Other journalists have decided organize. After the June 2017 arrest of a newspaper editor who published a cartoon that mocked Myanmar’s military, dozens of journalists formed the Protection Committee for Myanmar Journalists. The committee has held a series of “black campaigns”—protests where participants wear black to “signify the dark age of media freedom” in Myanmar. Several of these protests have been direct responses to the arrest of Kyaw Soe Oo and Wa Lone.
In the days following the reporters’ sentencing, the committee launched an online campaign using the hashtag #ArrestMeToo. “If a journalist was arrested for the data and phone numbers they collected. . . arrest me too,” members wrote on Facebook.
But despite its defiant streak, the committee counsels caution to journalists. “We must be very careful and avoid traveling to Rakhine and doing stories about the military,” says committee member Tha Lun Zaung Htet. “We have been branded enemies of the state.”
The need for small, local NGOs to advocate for the rights of journalists in Myanmar is exacerbated by the failings of the Myanmar Press Council. The council was formed in 2012 as an arm of the Ministry of Information to adjudicate disputes involving journalists rather than bringing them to court. In 2013, the council became independent from the government, ostensibly to improve its ability to advocate on behalf of journalists, but that advocacy never materialized.
After the Reuters reporters were arrested, the Council did not release a statement for a week. When it finally did, the council only pledged to “provide legal assistance for the accused reporters so that justice would be served.”
When the council elected new leadership last week, its new chairman, veteran journalist Ohn Kyaing, criticized the country’s young reporters as having “weakness in knowledge, experience, and ethics.” He also demanded that the council have a role in defending Myanmar from prosecution by the International Criminal Court, which recently decided that it had jurisdiction over Myanmar’s mass deportation of the Rohingya.
However, there are those on the council who want to see it safeguard the rights of journalists rather than the reputations of Myanmar’s leaders. “It shouldn’t really matter whether a journalist possesses secret information or not.

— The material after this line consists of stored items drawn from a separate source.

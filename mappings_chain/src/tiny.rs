//! Reading of the tab separated "Tiny" (v1) format, as found in `mappings/mappings.tiny` of yarn jars.
//!
//! ```text
//! v1	official	intermediary	named
//! CLASS	a	net/minecraft/class_1	net/minecraft/util/Timer
//! FIELD	a	F	b	field_1	tickDelta
//! METHOD	a	(F)V	c	method_1	tick
//! ```
//! The header names the namespaces after the first column. Class rows have one name per namespace, field and method
//! rows first give the owner class and the descriptor (both in the first namespace), then one name per namespace.
//!
//! Rows with other tags are skipped.

use std::fs::File;
use std::io::Read;
use std::path::Path;
use anyhow::{anyhow, Context, Result};
use log::trace;
use crate::descriptor::{remap_descriptor, ClassRemapper};
use crate::lines::numbered_lines;
use crate::table::{field_key, method_key, MappingTable};

const CLASS: &str = "CLASS";
const FIELD: &str = "FIELD";
const METHOD: &str = "METHOD";

/// The number of columns in front of the names in class rows.
const CLASS_COLUMNS: usize = 1;
/// The number of columns in front of the names in field and method rows.
const MEMBER_COLUMNS: usize = 3;

pub fn read_file(path: impl AsRef<Path>, from: &str, to: &str) -> Result<MappingTable> {
	read(File::open(&path)?, from, to)
		.with_context(|| anyhow!("failed to read mappings file {:?} as tiny file", path.as_ref()))
}

#[derive(Debug)]
struct RawMethod {
	key: String,
	owner_dst: String,
	name_dst: String,
	desc: String,
}

#[allow(clippy::tabs_in_doc_comments)]
/// Reads the tiny format from the given reader, taking the names of the namespaces `from` and `to`.
///
/// ```
/// let input = "\
/// v1	official	named
/// CLASS	a	net/Foo
/// METHOD	a	(La;)V	b	bar
/// ";
///
/// let mappings = mappings_chain::tiny::read(input.as_bytes(), "official", "named").unwrap();
///
/// assert_eq!(mappings.classes["a"], "net/Foo");
/// assert_eq!(mappings.methods["a:b(La;)V"], "net/Foo:bar(Lnet/Foo;)V");
/// ```
pub fn read(reader: impl Read, from: &str, to: &str) -> Result<MappingTable> {
	let mut lines = numbered_lines(reader);

	let (header_line_number, header) = lines.next().context("no header line")??;
	let namespaces: Vec<&str> = header.split('\t').skip(1).collect();

	let column = |namespace: &str| -> Result<usize> {
		namespaces.iter()
			.position(|x| *x == namespace)
			.with_context(|| anyhow!("cannot find namespace {namespace:?} in header line {header_line_number}, only got {namespaces:?}"))
	};
	let from_column = column(from)?;
	let to_column = column(to)?;

	let mut mappings = MappingTable::new();
	let mut methods = Vec::new();

	for line in lines {
		let (line_number, line) = line?;

		parse_line(&line, from_column, to_column, &mut mappings, &mut methods)
			.with_context(|| anyhow!("invalid tiny line {line:?} in line {line_number}"))?;
	}

	for RawMethod { key, owner_dst, name_dst, desc } in methods {
		let desc_dst = remap_descriptor(&desc, &mappings.classes)
			.with_context(|| anyhow!("failed to map descriptor of method {key:?}"))?;

		mappings.methods.insert(key, method_key(&owner_dst, &name_dst, &desc_dst));
	}

	trace!("read {} classes, {} fields, {} methods from tiny file", mappings.classes.len(), mappings.fields.len(), mappings.methods.len());

	Ok(mappings)
}

fn parse_line(line: &str, from: usize, to: usize, mappings: &mut MappingTable, methods: &mut Vec<RawMethod>) -> Result<()> {
	let fields: Vec<&str> = line.split('\t').collect();

	let get = |index: usize| -> Result<&str> {
		fields.get(index)
			.copied()
			.with_context(|| anyhow!("expected at least {} fields, got {}", index + 1, fields.len()))
	};

	match fields[0] {
		CLASS => {
			let src = get(from + CLASS_COLUMNS)?;
			let dst = get(to + CLASS_COLUMNS)?;
			mappings.classes.insert(src.to_owned(), dst.to_owned());
		},
		FIELD => {
			let owner_src = get(1)?;
			let src = get(from + MEMBER_COLUMNS)?;
			let dst = get(to + MEMBER_COLUMNS)?;

			// class rows always come before the member rows using them
			let owner_dst = mappings.classes.map_class(owner_src);

			let key = field_key(owner_src, src);
			let value = field_key(owner_dst, dst);
			mappings.fields.insert(key, value);
		},
		METHOD => {
			let owner_src = get(1)?;
			let desc = get(2)?;
			let src = get(from + MEMBER_COLUMNS)?;
			let dst = get(to + MEMBER_COLUMNS)?;

			methods.push(RawMethod {
				key: method_key(owner_src, src, desc),
				owner_dst: mappings.classes.map_class(owner_src).to_owned(),
				name_dst: dst.to_owned(),
				desc: desc.to_owned(),
			});
		},
		_ => {},
	}

	Ok(())
}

What really matters is whether that secret information serves the public,” says Myint Kyaw, one of the few council members who has spoken out in support of the Reuters reporters.
“If the public has a right to the information, the journalist has a right to violate the law. Media ethics do not prohibit you in this case,” he says. “Sometimes, media ethics and the law might be in conflict, and under these circumstances, we must prioritize media ethics rather than the law.”
At a press conference the day after the sentencing, Kyaw Soe Oo and Wa Lone’s defense lawyer, Khin Maung Zaw, proffered two pieces of practical advice.
“Empty the contents of your phone, every time,” he said, addressing journalists who wish to continue reporting important stories, despite the risk of prosecution. To those who do not wish to share his clients’ fate, the lawyer said: “I would advise them to just zip their mouths.”
Disclosure: Stephen Adler, editor in chief of Reuters, is the chairman of CJR’s Board of Overseers.